== What the exercise asks ==
Write out the data below exactly, from its first line to the line containing "one at https://mozilla.org/MPL/2.0/.", that line included.

Start of Block

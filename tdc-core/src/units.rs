// TDC Toolkit
// Copyright (c) 2026 The TDC Toolkit Developers.
//
// This Source Code Form is subject to the terms of the Mozilla Public
// License, v. 2.0. If a copy of the MPL was not distributed with this
// file, You can obtain one at https://mozilla.org/MPL/2.0/.

//! Time units and the overflow wraparound constants.

/// Default device time resolution, in picoseconds per time-tag unit.
pub const DEFAULT_RESOLUTION_PS: u64 = 5;

/// Overflow wraparound, in time-tag units, for the V1 wire protocol.
pub const WRAP_V1: u64 = 33_552_000;

/// Overflow wraparound, in time-tag units, for the V2 wire protocol.
pub const WRAP_V2: u64 = 33_554_432;

/// Which generation of the overflow wraparound constant a capture or
/// device session uses. The value only affects how far `ofl` advances on
/// an overflow record; it has no other bearing on decoding.
#[derive(Debug, Clone, Copy, PartialEq, Eq)]
pub enum ProtocolVersion {
    V1,
    V2,
}

impl ProtocolVersion {
    pub fn wrap(self) -> u64 {
        match self {
            ProtocolVersion::V1 => WRAP_V1,
            ProtocolVersion::V2 => WRAP_V2,
        }
    }
}

impl Default for ProtocolVersion {
    fn default() -> Self {
        ProtocolVersion::V2
    }
}
//! Leaf encoding for allow-list trees.
//!
//! A tree is built from unhashed leaves. A leaf is either a bare address or a
//! row of values encoded against a leaf type descriptor such as
//! `["address", "uint256", "uint256"]`, with either standard ABI encoding
//! (32-byte words) or Solidity packed encoding.

use alloy::{
    dyn_abi::{DynSolType, DynSolValue},
    primitives::{Address, Bytes},
};
use thiserror::Error;

const ADDRESS_TYPE: &str = "address";

#[derive(Debug, Copy, Clone, PartialEq, Eq, Hash)]
pub enum LeafEncoding {
    /// Raw 20-byte addresses, no descriptor.
    Address,
    /// `abi.encode`
    Abi,
    /// `abi.encodePacked`
    Packed,
}

impl LeafEncoding {
    pub fn is_packed(&self) -> bool {
        !matches!(self, LeafEncoding::Abi)
    }
}

#[derive(Debug, Error)]
pub enum LeafError {
    #[error("Invalid leaf type {ty}: {source}")]
    InvalidType {
        ty: String,
        source: alloy::dyn_abi::Error,
    },
    #[error("Expected {expected} values, found {found}")]
    Arity { expected: usize, found: usize },
    #[error("Value {index} does not match type {ty}")]
    TypeMismatch { index: usize, ty: String },
    #[error("Cannot coerce {value:?} to {ty}: {source}")]
    Coerce {
        value: String,
        ty: String,
        source: alloy::dyn_abi::Error,
    },
    #[error("Address leaves require an `address` descriptor, found {0:?}")]
    NotAnAddressDescriptor(Vec<String>),
}

/// The unhashed leaves of a tree together with how they were encoded.
#[derive(Debug, Clone, PartialEq, Eq)]
pub struct LeafSet {
    unhashed_leaves: Vec<Bytes>,
    leaf_type_descriptor: Vec<String>,
    encoding: LeafEncoding,
}

impl LeafSet {
    pub fn addresses(addresses: impl IntoIterator<Item = Address>) -> Self {
        let unhashed_leaves = addresses
            .into_iter()
            .map(|a| Bytes::copy_from_slice(a.as_slice()))
            .collect();

        Self {
            unhashed_leaves,
            leaf_type_descriptor: Vec::new(),
            encoding: LeafEncoding::Address,
        }
    }

    /// Encodes each row against `descriptor`.
    pub fn typed<S: AsRef<str>>(
        descriptor: &[S],
        rows: &[Vec<DynSolValue>],
        encoding: LeafEncoding,
    ) -> Result<Self, LeafError> {
        let types = parse_descriptor(descriptor)?;
        let leaf_type_descriptor: Vec<String> =
            descriptor.iter().map(|s| s.as_ref().to_string()).collect();

        if encoding == LeafEncoding::Address && leaf_type_descriptor != [ADDRESS_TYPE] {
            return Err(LeafError::NotAnAddressDescriptor(leaf_type_descriptor));
        }

        let unhashed_leaves = rows
            .iter()
            .map(|row| encode_leaf(&types, row, encoding))
            .collect::<Result<Vec<_>, _>>()?;

        Ok(Self {
            unhashed_leaves,
            leaf_type_descriptor,
            encoding,
        })
    }

    /// Like [`LeafSet::typed`], with values given as strings and coerced to
    /// the declared types.
    pub fn typed_from_strings<S: AsRef<str>, V: AsRef<str>>(
        descriptor: &[S],
        rows: &[Vec<V>],
        encoding: LeafEncoding,
    ) -> Result<Self, LeafError> {
        let types = parse_descriptor(descriptor)?;

        let rows = rows
            .iter()
            .map(|row| {
                if row.len() != types.len() {
                    return Err(LeafError::Arity {
                        expected: types.len(),
                        found: row.len(),
                    });
                }

                types
                    .iter()
                    .zip(row)
                    .map(|(ty, value)| {
                        ty.coerce_str(value.as_ref())
                            .map_err(|source| LeafError::Coerce {
                                value: value.as_ref().to_string(),
                                ty: ty.sol_type_name().into_owned(),
                                source,
                            })
                    })
                    .collect::<Result<Vec<_>, _>>()
            })
            .collect::<Result<Vec<_>, _>>()?;

        Self::typed(descriptor, &rows, encoding)
    }

    pub fn unhashed_leaves(&self) -> &[Bytes] {
        &self.unhashed_leaves
    }

    pub fn leaf_type_descriptor(&self) -> &[String] {
        &self.leaf_type_descriptor
    }

    pub fn encoding(&self) -> LeafEncoding {
        self.encoding
    }

    pub fn packed_encoding(&self) -> bool {
        self.encoding.is_packed()
    }

    pub fn len(&self) -> usize {
        self.unhashed_leaves.len()
    }

    pub fn is_empty(&self) -> bool {
        self.unhashed_leaves.is_empty()
    }

    /// The address carried by the leaf at `index`, if any.
    pub fn address_at(&self, index: usize) -> Option<Address> {
        let leaf = self.unhashed_leaves.get(index)?;
        leaf_to_address(leaf, &self.leaf_type_descriptor, self.packed_encoding())
    }
}

pub fn parse_descriptor<S: AsRef<str>>(descriptor: &[S]) -> Result<Vec<DynSolType>, LeafError> {
    descriptor
        .iter()
        .map(|d| {
            DynSolType::parse(d.as_ref()).map_err(|source| LeafError::InvalidType {
                ty: d.as_ref().to_string(),
                source,
            })
        })
        .collect()
}

pub fn encode_leaf(
    types: &[DynSolType],
    values: &[DynSolValue],
    encoding: LeafEncoding,
) -> Result<Bytes, LeafError> {
    if types.len() != values.len() {
        return Err(LeafError::Arity {
            expected: types.len(),
            found: values.len(),
        });
    }

    for (index, (ty, value)) in types.iter().zip(values).enumerate() {
        if !value.matches(ty) {
            return Err(LeafError::TypeMismatch {
                index,
                ty: ty.sol_type_name().into_owned(),
            });
        }
    }

    let tuple = DynSolValue::Tuple(values.to_vec());
    let encoded = match encoding {
        LeafEncoding::Abi => tuple.abi_encode_params(),
        LeafEncoding::Packed | LeafEncoding::Address => tuple.abi_encode_packed(),
    };

    Ok(encoded.into())
}

/// Recovers the allow-listed address from an unhashed leaf.
///
/// With ABI encoding the address word follows the head words of every earlier
/// type. With packed encoding it follows their packed widths. Returns `None`
/// when the descriptor has no address, a type before the address has no fixed
/// packed width, or the leaf is too short.
pub fn leaf_to_address<S: AsRef<str>>(
    leaf: &[u8],
    descriptor: &[S],
    packed: bool,
) -> Option<Address> {
    if descriptor.is_empty() || (descriptor.len() == 1 && descriptor[0].as_ref() == ADDRESS_TYPE) {
        return Some(bytes_to_address(leaf));
    }

    let position = descriptor.iter().position(|d| d.as_ref() == ADDRESS_TYPE)?;

    if packed {
        let mut start = 0;
        for desc in &descriptor[..position] {
            let ty = DynSolType::parse(desc.as_ref()).ok()?;
            start += packed_width(&ty)?;
        }
        leaf.get(start..start + 20).map(Address::from_slice)
    } else {
        let mut start = 0;
        for desc in &descriptor[..position] {
            let ty = DynSolType::parse(desc.as_ref()).ok()?;
            start += abi_head_width(&ty);
        }
        leaf.get(start..start + 32)
            .map(|word| Address::from_slice(&word[12..]))
    }
}

/// Bytes a type occupies in the head of a standard ABI tuple encoding.
///
/// Dynamic types leave a single offset word. Static arrays and tuples are
/// encoded in place.
fn abi_head_width(ty: &DynSolType) -> usize {
    if ty.is_dynamic() {
        return 32;
    }
    match ty {
        DynSolType::FixedArray(inner, len) => len * abi_head_width(inner),
        DynSolType::Tuple(types) => types.iter().map(abi_head_width).sum(),
        _ => 32,
    }
}

/// Width of a static type under `abi.encodePacked`.
fn packed_width(ty: &DynSolType) -> Option<usize> {
    match ty {
        DynSolType::Address => Some(20),
        DynSolType::Bool => Some(1),
        DynSolType::Int(bits) | DynSolType::Uint(bits) => Some(bits / 8),
        DynSolType::FixedBytes(size) => Some(*size),
        DynSolType::Function => Some(24),
        _ => None,
    }
}

/// Right-aligned conversion: keeps the last 20 bytes, left-pads shorter input.
fn bytes_to_address(bytes: &[u8]) -> Address {
    let mut out = [0u8; 20];
    if bytes.len() >= 20 {
        out.copy_from_slice(&bytes[bytes.len() - 20..]);
    } else {
        out[20 - bytes.len()..].copy_from_slice(bytes);
    }
    Address::from(out)
}

/// `0x000…0n` as an address.
pub fn num_to_address(n: u64) -> Address {
    let mut bytes = [0u8; 20];
    bytes[12..].copy_from_slice(&n.to_be_bytes());
    Address::from(bytes)
}
//! Cross-checks a [`MerkleApi`] against the local [`MerkleTree`].
//!
//! Each scenario publishes a leaf set, then checks that the root, leaf count,
//! proofs, and reverse root lookup served by the API all agree with a tree
//! built locally from the same leaves.

use alloy::{
    dyn_abi::DynSolValue,
    primitives::{B256, U256},
};
use thiserror::Error;
use tracing::info;

use crate::{
    api::{ApiError, MerkleApi},
    leaf::{LeafEncoding, LeafError, LeafSet, num_to_address},
    merkle_tree::{MerkleTree, MerkleTreeError},
};

pub const TYPED_DESCRIPTOR: [&str; 3] = ["address", "uint256", "uint256"];

/// 0.01 ether in wei
const TYPED_PRICE: u64 = 10_000_000_000_000_000;
const TYPED_QUANTITY: u64 = 2;

#[derive(Debug, Error)]
pub enum CheckError {
    #[error("Remote root {remote} does not match local root {local}")]
    RootMismatch { remote: B256, local: B256 },
    #[error("Remote proof {remote:?} does not match local proof {local:?}")]
    ProofMismatch { remote: Vec<B256>, local: Vec<B256> },
    #[error("Remote leaf count {remote} does not match local leaf count {local}")]
    LeafCountMismatch { remote: usize, local: usize },
    #[error("Root {root} missing from roots {roots:?} for proof")]
    RootNotListed { root: B256, roots: Vec<B256> },
    #[error("Local proof does not verify against local root {0}")]
    LocalProofInvalid(B256),
    #[error("Scenario {0} has no leaves")]
    EmptyScenario(String),
    #[error("API error: {0}")]
    Api(#[from] ApiError),
    #[error("Merkle tree error: {0}")]
    MerkleTree(#[from] MerkleTreeError),
    #[error("Leaf error: {0}")]
    Leaf(#[from] LeafError),
}

#[derive(Debug, Clone, PartialEq, Eq)]
pub struct Scenario {
    pub name: String,
    pub leaves: LeafSet,
}

impl Scenario {
    pub fn new(name: impl Into<String>, leaves: LeafSet) -> Self {
        Self {
            name: name.into(),
            leaves,
        }
    }
}

/// What a successful scenario observed.
#[derive(Debug, Clone, PartialEq, Eq)]
pub struct ScenarioReport {
    pub name: String,
    pub root: B256,
    pub leaf_count: usize,
    pub proof: Vec<B256>,
    pub checked_address_proof: bool,
    pub roots_from_proof: Vec<B256>,
}

pub fn check_root_equality(remote: B256, local: B256) -> Result<(), CheckError> {
    if remote != local {
        return Err(CheckError::RootMismatch { remote, local });
    }
    Ok(())
}

pub fn check_proof_equality(remote: &[B256], local: &[B256]) -> Result<(), CheckError> {
    if remote != local {
        return Err(CheckError::ProofMismatch {
            remote: remote.to_vec(),
            local: local.to_vec(),
        });
    }
    Ok(())
}

/// The basic, ABI-encoded, and packed-encoded allow lists: five addresses, then
/// `(address, quantity, price)` rows for the same five addresses.
pub fn default_scenarios() -> Result<Vec<Scenario>, LeafError> {
    let addresses: Vec<_> = (1..=5).map(num_to_address).collect();

    let rows: Vec<Vec<DynSolValue>> = addresses
        .iter()
        .map(|address| {
            vec![
                DynSolValue::Address(*address),
                DynSolValue::Uint(U256::from(TYPED_QUANTITY), 256),
                DynSolValue::Uint(U256::from(TYPED_PRICE), 256),
            ]
        })
        .collect();

    Ok(vec![
        Scenario::new("basic", LeafSet::addresses(addresses)),
        Scenario::new(
            "encoded",
            LeafSet::typed(&TYPED_DESCRIPTOR, &rows, LeafEncoding::Abi)?,
        ),
        Scenario::new(
            "encoded packed",
            LeafSet::typed(&TYPED_DESCRIPTOR, &rows, LeafEncoding::Packed)?,
        ),
    ])
}

pub async fn run_scenario<A: MerkleApi + ?Sized>(
    api: &A,
    scenario: &Scenario,
) -> Result<ScenarioReport, CheckError> {
    let leaves = &scenario.leaves;
    let Some(first_leaf) = leaves.unhashed_leaves().first() else {
        return Err(CheckError::EmptyScenario(scenario.name.clone()));
    };

    let local = MerkleTree::new(leaves.unhashed_leaves())?;

    let root = api.create_tree(leaves).await?.merkle_root;
    info!("{} merkle root {}", scenario.name, root);
    check_root_equality(root, local.root())?;

    let tree = api.tree(root).await?;
    info!("{} leaf count {}", scenario.name, tree.leaf_count);
    if tree.leaf_count != local.leaf_count() {
        return Err(CheckError::LeafCountMismatch {
            remote: tree.leaf_count,
            local: local.leaf_count(),
        });
    }

    let local_proof = local.proof(first_leaf)?;
    if !MerkleTree::verify(local.root(), &local_proof, first_leaf) {
        return Err(CheckError::LocalProofInvalid(local.root()));
    }

    let proof = api.proof_for_leaf(root, first_leaf).await?.proof;
    info!("{} proof {:?}", scenario.name, proof);
    check_proof_equality(&proof, &local_proof)?;

    let mut checked_address_proof = false;
    if let Some(address) = leaves.address_at(0) {
        let by_address = api.proof_for_address(root, address).await?.proof;
        info!("{} proof by indexed address {:?}", scenario.name, by_address);
        check_proof_equality(&by_address, &local_proof)?;
        checked_address_proof = true;
    }

    // A single-leaf tree has an empty proof, which cannot be looked up.
    let roots_from_proof = if proof.is_empty() {
        Vec::new()
    } else {
        let roots = api.roots_for_proof(&proof).await?.roots;
        info!("{} roots from proof {:?}", scenario.name, roots);
        if !roots.contains(&root) {
            return Err(CheckError::RootNotListed { root, roots });
        }
        roots
    };

    Ok(ScenarioReport {
        name: scenario.name.clone(),
        root,
        leaf_count: tree.leaf_count,
        proof,
        checked_address_proof,
        roots_from_proof,
    })
}

/// Runs `scenarios` in order, stopping at the first failure.
pub async fn run_all<A: MerkleApi + ?Sized>(
    api: &A,
    scenarios: &[Scenario],
) -> Result<Vec<ScenarioReport>, CheckError> {
    let mut reports = Vec::with_capacity(scenarios.len());
    for scenario in scenarios {
        reports.push(run_scenario(api, scenario).await?);
    }
    Ok(reports)
}
mod common;
mod crosscheck;
mod live;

End of Block

== Reply ==
filename tdc-core/src/units.rs
// TDC Toolkit
// Copyright (c) 2026 The TDC Toolkit Developers.
//
// This Source Code Form is subject to the terms of the Mozilla Public
// License, v. 2.0. If a copy of the MPL was not distributed with this
// file, You can obtain one at https://mozilla.org/MPL/2.0/.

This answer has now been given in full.